Dating has changed so much and I often feel like I am wandering around in the dark without a clue as to where or what I am supposed to be doing. When I first tried the whole online dating thing years ago, I was constantly talking to and meeting new people. A lot of people were looking for something meaningful. Now, I can hardly even get someone to meet me for an hour coffee. The amount of times that someone has ghosted, I can’t even count on two hands anymore. The amount of times I have had people meet me and then all of a sudden decide they are “not ready” is also up there in those numbers. Why the fuck are you out there meeting people and wasting their time then?!  Being constantly rejected like that takes its toll mentally after awhile.
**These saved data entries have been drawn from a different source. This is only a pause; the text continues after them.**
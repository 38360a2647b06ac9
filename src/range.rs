/// 0-based line/column range within a document. Columns are byte offsets
/// within their line.
#[derive(Debug, Clone, PartialEq, Eq)]
pub struct LineRange {
	pub start_line: usize,
	pub start_col: usize,
	pub end_line: usize,
	pub end_col: usize,
}

impl LineRange {
	/// Span covering whole lines `start_idx..=end_idx`, ending at the last
	/// line's length.
	pub(crate) fn of_line_span(start_idx: usize, end_idx: usize, last_line_len: usize) -> Self {
		Self {
			start_line: start_idx,
			start_col: 0,
			end_line: end_idx,
			end_col: last_line_len,
		}
	}

	pub(crate) fn midpoint(&self) -> f64 {
		(self.start_line as f64 + self.end_line as f64) / 2.0
	}
}

/// A located region of the document that might correspond to a fix's anchor.
/// Ephemeral; owned by the matcher that produced it.
#[derive(Debug, Clone)]
pub struct MatchCandidate {
	pub range: LineRange,
	pub matched_text: String,
	pub score: Option<f64>,
}

/// Builds the line/column range for a match of `matched` starting at byte
/// `offset` in `text`.
pub(crate) fn build_range(text: &str, offset: usize, matched: &str) -> LineRange {
	let prefix = &text[..offset];
	let start_line = prefix.bytes().filter(|b| *b == b'\n').count();
	let line_start = prefix.rfind('\n').map(|i| i + 1).unwrap_or(0);
	let start_col = offset - line_start;

	let inner_breaks = matched.bytes().filter(|b| *b == b'\n').count();
	let end_line = start_line + inner_breaks;
	let end_col = match matched.rfind('\n') {
		Some(i) => matched.len() - (i + 1),
		None => start_col + matched.len(),
	};

	LineRange {
		start_line,
		start_col,
		end_line,
		end_col,
	}
}

// region:    --- Tests

#[cfg(test)]
mod tests {
	use super::*;

	#[test]
	fn test_range_build_range_single_line() {
		// -- Setup & Fixtures
		let text = "alpha\nbeta gamma\ndelta";

		// -- Exec
		let range = build_range(text, 11, "gamma");

		// -- Check
		assert_eq!(
			range,
			LineRange {
				start_line: 1,
				start_col: 5,
				end_line: 1,
				end_col: 10
			}
		);
	}

	#[test]
	fn test_range_build_range_multi_line() {
		// -- Setup & Fixtures
		let text = "alpha\nbeta\ngamma\ndelta";

		// -- Exec
		let range = build_range(text, 6, "beta\ngamma");

		// -- Check
		assert_eq!(
			range,
			LineRange {
				start_line: 1,
				start_col: 0,
				end_line: 2,
				end_col: 5
			}
		);
	}

	#[test]
	fn test_range_build_range_at_document_end() {
		// -- Setup & Fixtures
		let text = "alpha\nomega";

		// -- Exec
		let range = build_range(text, 6, "omega");

		// -- Check
		assert_eq!(range.start_line, 1);
		assert_eq!(range.end_line, 1);
		assert_eq!(range.end_col, 5);
	}

	#[test]
	fn test_range_midpoint() {
		// -- Setup & Fixtures
		let range = LineRange::of_line_span(4, 6, 10);

		// -- Exec & Check
		assert_eq!(range.midpoint(), 5.0);
		assert_eq!(range.end_col, 10);
	}
}

// endregion: --- Tests
use crate::document::Document;
use crate::fix::LineHint;
use crate::normalize::normalize;
use crate::range::{LineRange, MatchCandidate, build_range};

/// Line radius around the hint for the first-pass windowed search.
pub(crate) const WINDOWED_SEARCH_RADIUS: u32 = 100;

/// Finds every literal occurrence of `snippet` in `text`, in document order.
///
/// The search resumes one character past each found start, so overlapping
/// occurrences are all reported. Tolerance filtering downstream relies on
/// seeing every candidate, not only non-overlapping ones.
pub(crate) fn find_all_exact(text: &str, snippet: &str) -> Vec<MatchCandidate> {
	let mut candidates = Vec::new();
	if snippet.is_empty() {
		return candidates;
	}

	let mut from = 0;
	while let Some(rel_idx) = text[from..].find(snippet) {
		let idx = from + rel_idx;
		candidates.push(MatchCandidate {
			range: build_range(text, idx, snippet),
			matched_text: snippet.to_string(),
			score: None,
		});

		let step = text[idx..].chars().next().map(|c| c.len_utf8()).unwrap_or(1);
		from = idx + step;
	}

	candidates
}

/// First-pass search: slides a window of the snippet's line count across a
/// band of `radius` lines around the hint, returning the first window whose
/// normalized text equals the normalized snippet.
pub(crate) fn find_windowed_exact(
	doc: &Document,
	snippet: &str,
	hint: &LineHint,
	radius: u32,
) -> Option<MatchCandidate> {
	if snippet.is_empty() {
		return None;
	}

	let lines = doc.lines();
	let snippet_line_count = snippet.split('\n').count();
	let norm_snippet = normalize(snippet);
	let (band_start, band_end) = hint.band(radius, lines.len());

	for start in band_start..=band_end {
		let end = start + snippet_line_count;
		if end > lines.len() {
			break;
		}
		let window = lines[start..end].join("\n");
		if normalize(&window) == norm_snippet {
			let range = LineRange::of_line_span(start, end - 1, lines[end - 1].len());
			return Some(MatchCandidate {
				range,
				matched_text: window,
				score: None,
			});
		}
	}

	None
}

// region:    --- Tests


// endregion: --- Tests
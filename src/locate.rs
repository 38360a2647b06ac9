use crate::document::Document;
use crate::fix::LineHint;
use crate::range::MatchCandidate;
use crate::{exact, normalized};
use tracing::debug;

/// Tolerance band, in lines, within which a global exact match is still
/// considered plausible relative to the hint.
pub(crate) const EXACT_TOLERANCE_LINES: u32 = 50;

type LocateStrategy = fn(&Document, &str, Option<&LineHint>) -> Option<MatchCandidate>;

/// Confident strategies, in decreasing-confidence order. The driver stops at
/// the first hit. The fuzzy matcher is deliberately not part of this ladder;
/// only `apply_fix` consults it, as a last resort.
const LADDER: &[(&str, LocateStrategy)] = &[
	("windowed-exact", windowed_exact_strategy),
	("global-exact", global_exact_strategy),
	("normalized", normalized_strategy),
];

/// Runs the confident strategy ladder and returns the first candidate found.
pub(crate) fn locate_snippet(doc: &Document, snippet: &str, hint: Option<&LineHint>) -> Option<MatchCandidate> {
	for (name, strategy) in LADDER {
		if let Some(candidate) = strategy(doc, snippet, hint) {
			debug!(
				strategy = name,
				start_line = candidate.range.start_line,
				end_line = candidate.range.end_line,
				"snippet located"
			);
			return Some(candidate);
		}
	}
	None
}

fn windowed_exact_strategy(doc: &Document, snippet: &str, hint: Option<&LineHint>) -> Option<MatchCandidate> {
	let hint = hint?;
	exact::find_windowed_exact(doc, snippet, hint, exact::WINDOWED_SEARCH_RADIUS)
}

fn global_exact_strategy(doc: &Document, snippet: &str, hint: Option<&LineHint>) -> Option<MatchCandidate> {
	let candidates = exact::find_all_exact(doc.text(), snippet);
	select_near_hint(candidates, hint)
}

fn normalized_strategy(doc: &Document, snippet: &str, hint: Option<&LineHint>) -> Option<MatchCandidate> {
	normalized::find_normalized(doc, snippet, hint)
}

/// Selects among candidates found anywhere in the document.
///
/// Unhinted, the first candidate in document order wins. Hinted, candidates
/// must overlap the tolerance band around the hint; among survivors the one
/// whose midpoint is closest to the hint's midpoint wins, first-found on
/// equal distance. No survivor means no match: an out-of-tolerance candidate
/// is never used.
pub(crate) fn select_near_hint(candidates: Vec<MatchCandidate>, hint: Option<&LineHint>) -> Option<MatchCandidate> {
	let Some(hint) = hint else {
		return candidates.into_iter().next();
	};

	let band_lo = hint.start_line as i64 - 1 - EXACT_TOLERANCE_LINES as i64;
	let band_hi = hint.end_line as i64 - 1 + EXACT_TOLERANCE_LINES as i64;
	let hint_mid = hint.midpoint();

	let mut best: Option<(f64, MatchCandidate)> = None;
	for candidate in candidates {
		let overlaps_band =
			band_lo <= candidate.range.end_line as i64 && (candidate.range.start_line as i64) <= band_hi;
		if !overlaps_band {
			continue;
		}

		let dist = (candidate.range.midpoint() - hint_mid).abs();
		let better = match &best {
			None => true,
			Some((best_dist, _)) => dist < *best_dist,
		};
		if better {
			best = Some((dist, candidate));
		}
	}

	best.map(|(_, candidate)| candidate)
}

// region:    --- Tests


// endregion: --- Tests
You start to question if it’s something you did, if you’re just not pretty enough or if you’re just not fun to be around. 98% of the people I talk to are never willing to actually take the time to get to know you before running for whatever reason. I am not sure why the dating game has changed so much, maybe it’s the fact a person now has thousands of people in the palm of their hands to choose from at any given time. Almost like its become a game to see if someone better will come along. There are things that were always there, so why in 2016/2017 are people so afraid of committing? Or actually taking the time to get to know the human being behind the phone they are messaging?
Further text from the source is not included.